YOUR ASSIGNMENT:
Return each line of the records below in which the string "async" turns up.

*** Begin section ***

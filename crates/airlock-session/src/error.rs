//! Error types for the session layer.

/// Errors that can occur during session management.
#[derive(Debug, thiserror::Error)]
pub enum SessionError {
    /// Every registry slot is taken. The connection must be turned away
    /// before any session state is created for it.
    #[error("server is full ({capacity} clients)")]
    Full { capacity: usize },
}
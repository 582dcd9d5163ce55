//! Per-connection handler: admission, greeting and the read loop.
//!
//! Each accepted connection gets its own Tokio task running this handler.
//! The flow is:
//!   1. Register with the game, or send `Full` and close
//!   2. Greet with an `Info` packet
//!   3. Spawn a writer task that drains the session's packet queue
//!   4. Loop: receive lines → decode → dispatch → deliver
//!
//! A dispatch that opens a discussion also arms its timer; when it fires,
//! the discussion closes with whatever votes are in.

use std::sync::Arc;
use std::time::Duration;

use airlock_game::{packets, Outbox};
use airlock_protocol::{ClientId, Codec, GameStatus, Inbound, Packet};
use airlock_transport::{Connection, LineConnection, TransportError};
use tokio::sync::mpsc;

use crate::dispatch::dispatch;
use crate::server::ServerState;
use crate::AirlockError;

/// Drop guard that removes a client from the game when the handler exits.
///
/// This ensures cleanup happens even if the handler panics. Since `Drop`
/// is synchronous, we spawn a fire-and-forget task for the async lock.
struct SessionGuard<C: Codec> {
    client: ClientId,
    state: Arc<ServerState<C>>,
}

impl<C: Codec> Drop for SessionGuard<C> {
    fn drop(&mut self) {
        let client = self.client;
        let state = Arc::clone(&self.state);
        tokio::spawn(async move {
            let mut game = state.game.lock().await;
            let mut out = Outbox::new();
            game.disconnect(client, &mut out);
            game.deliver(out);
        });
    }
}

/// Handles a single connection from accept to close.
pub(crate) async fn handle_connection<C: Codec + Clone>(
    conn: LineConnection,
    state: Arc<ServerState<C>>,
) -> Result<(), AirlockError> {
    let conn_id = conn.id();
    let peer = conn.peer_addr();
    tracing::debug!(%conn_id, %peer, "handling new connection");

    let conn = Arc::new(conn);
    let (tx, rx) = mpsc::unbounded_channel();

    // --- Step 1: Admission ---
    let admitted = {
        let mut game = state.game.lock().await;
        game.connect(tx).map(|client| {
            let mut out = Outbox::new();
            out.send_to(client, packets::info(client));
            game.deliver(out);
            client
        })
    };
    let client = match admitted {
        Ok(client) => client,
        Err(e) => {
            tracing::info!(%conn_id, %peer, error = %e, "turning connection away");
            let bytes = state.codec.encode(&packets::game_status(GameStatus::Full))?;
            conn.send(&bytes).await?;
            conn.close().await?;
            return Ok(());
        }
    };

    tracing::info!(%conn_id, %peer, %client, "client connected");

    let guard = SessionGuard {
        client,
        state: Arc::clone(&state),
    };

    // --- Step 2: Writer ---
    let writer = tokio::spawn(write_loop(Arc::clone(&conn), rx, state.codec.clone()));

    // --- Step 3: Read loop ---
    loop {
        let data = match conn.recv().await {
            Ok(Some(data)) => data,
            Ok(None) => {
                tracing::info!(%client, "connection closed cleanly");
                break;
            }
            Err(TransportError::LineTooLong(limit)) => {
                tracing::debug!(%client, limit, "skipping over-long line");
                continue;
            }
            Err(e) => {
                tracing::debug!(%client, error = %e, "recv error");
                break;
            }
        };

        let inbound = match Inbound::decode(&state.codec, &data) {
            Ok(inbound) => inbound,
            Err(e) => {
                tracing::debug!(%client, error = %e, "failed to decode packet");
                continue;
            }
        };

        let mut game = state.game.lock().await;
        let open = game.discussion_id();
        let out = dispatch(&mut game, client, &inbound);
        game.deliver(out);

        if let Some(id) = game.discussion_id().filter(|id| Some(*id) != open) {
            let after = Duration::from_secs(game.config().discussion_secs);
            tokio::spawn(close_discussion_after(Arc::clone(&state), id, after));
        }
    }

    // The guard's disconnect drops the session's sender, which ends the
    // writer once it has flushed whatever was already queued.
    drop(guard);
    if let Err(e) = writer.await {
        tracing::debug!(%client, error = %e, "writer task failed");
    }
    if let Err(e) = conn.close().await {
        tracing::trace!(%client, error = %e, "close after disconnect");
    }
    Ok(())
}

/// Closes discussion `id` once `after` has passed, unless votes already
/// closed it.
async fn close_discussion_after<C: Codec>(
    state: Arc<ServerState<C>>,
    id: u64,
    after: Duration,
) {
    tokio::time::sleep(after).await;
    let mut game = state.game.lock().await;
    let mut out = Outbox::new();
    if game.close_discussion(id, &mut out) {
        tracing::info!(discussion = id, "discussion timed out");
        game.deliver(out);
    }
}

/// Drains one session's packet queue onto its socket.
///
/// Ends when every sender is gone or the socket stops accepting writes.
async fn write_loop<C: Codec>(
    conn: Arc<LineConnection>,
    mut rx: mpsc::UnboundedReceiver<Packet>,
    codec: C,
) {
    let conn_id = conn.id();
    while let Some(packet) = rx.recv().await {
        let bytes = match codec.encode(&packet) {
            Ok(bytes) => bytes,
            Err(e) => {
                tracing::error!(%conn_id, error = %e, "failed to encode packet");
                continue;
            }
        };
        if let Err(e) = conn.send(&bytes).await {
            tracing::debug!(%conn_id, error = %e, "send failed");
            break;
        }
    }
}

*** End section ***

RESPONSE TO THIS TASK:
/// is synchronous, we spawn a fire-and-forget task for the async lock.
        tokio::spawn(async move {
pub(crate) async fn handle_connection<C: Codec + Clone>(
async fn close_discussion_after<C: Codec>(
async fn write_loop<C: Codec>(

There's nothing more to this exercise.